» Goal of the exercise
Among the records that follow, count the lines with the string "match"; report only that count.

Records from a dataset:
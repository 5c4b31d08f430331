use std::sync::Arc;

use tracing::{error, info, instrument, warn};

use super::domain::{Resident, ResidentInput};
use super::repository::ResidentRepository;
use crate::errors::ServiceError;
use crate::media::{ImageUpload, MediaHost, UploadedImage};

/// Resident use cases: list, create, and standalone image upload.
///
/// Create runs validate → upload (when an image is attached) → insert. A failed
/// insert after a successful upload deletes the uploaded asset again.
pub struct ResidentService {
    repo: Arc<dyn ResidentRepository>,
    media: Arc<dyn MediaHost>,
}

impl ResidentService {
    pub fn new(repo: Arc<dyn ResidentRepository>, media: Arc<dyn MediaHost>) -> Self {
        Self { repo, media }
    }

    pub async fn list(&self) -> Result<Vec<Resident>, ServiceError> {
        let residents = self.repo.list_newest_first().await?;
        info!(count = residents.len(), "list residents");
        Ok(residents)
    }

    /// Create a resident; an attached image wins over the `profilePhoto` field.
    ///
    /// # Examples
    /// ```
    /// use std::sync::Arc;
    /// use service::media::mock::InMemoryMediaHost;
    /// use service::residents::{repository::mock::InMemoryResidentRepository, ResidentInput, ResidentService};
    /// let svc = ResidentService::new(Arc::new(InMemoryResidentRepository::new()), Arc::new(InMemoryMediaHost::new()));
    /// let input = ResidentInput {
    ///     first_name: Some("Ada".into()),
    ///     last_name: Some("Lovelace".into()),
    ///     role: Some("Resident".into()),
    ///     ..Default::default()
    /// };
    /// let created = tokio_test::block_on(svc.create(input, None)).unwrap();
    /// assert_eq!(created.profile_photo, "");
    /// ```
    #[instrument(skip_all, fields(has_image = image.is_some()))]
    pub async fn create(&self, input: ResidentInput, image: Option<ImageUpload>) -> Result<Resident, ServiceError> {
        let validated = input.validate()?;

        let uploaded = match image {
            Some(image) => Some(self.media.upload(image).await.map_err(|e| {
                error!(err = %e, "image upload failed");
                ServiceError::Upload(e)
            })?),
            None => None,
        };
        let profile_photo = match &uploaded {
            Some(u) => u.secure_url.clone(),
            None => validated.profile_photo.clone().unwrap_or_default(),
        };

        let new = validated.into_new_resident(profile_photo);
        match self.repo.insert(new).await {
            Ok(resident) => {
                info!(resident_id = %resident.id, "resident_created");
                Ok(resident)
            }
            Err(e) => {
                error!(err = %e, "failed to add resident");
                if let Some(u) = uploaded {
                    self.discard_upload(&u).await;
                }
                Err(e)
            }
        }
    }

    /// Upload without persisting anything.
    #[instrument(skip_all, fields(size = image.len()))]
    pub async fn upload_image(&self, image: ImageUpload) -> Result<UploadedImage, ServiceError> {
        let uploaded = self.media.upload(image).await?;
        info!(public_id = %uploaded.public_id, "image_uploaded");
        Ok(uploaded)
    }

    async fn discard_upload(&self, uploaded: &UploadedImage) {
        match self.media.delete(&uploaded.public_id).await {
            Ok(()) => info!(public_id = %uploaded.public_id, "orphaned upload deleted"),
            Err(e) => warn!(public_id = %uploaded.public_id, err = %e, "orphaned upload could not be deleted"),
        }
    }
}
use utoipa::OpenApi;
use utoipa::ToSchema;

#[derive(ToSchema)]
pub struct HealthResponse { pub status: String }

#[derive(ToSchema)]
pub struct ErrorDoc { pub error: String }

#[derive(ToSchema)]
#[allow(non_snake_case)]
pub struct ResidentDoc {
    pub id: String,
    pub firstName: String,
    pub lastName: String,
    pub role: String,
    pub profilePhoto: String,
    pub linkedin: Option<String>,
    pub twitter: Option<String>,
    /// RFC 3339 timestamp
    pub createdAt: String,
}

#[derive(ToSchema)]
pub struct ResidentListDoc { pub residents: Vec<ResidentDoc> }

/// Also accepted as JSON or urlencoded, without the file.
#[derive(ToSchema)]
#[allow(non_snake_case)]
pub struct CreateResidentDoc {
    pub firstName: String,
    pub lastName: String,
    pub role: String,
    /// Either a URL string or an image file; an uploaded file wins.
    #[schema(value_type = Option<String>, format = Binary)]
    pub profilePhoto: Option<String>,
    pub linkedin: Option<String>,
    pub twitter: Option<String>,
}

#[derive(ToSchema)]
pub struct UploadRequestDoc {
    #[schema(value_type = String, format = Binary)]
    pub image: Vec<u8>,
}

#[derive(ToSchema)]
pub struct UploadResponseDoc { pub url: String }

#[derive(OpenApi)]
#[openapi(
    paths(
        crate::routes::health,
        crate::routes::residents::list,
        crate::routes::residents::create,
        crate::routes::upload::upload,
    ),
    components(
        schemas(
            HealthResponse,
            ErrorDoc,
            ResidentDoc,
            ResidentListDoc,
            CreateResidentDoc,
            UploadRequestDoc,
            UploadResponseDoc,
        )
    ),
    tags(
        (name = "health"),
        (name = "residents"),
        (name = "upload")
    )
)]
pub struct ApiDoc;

» Problem solution
4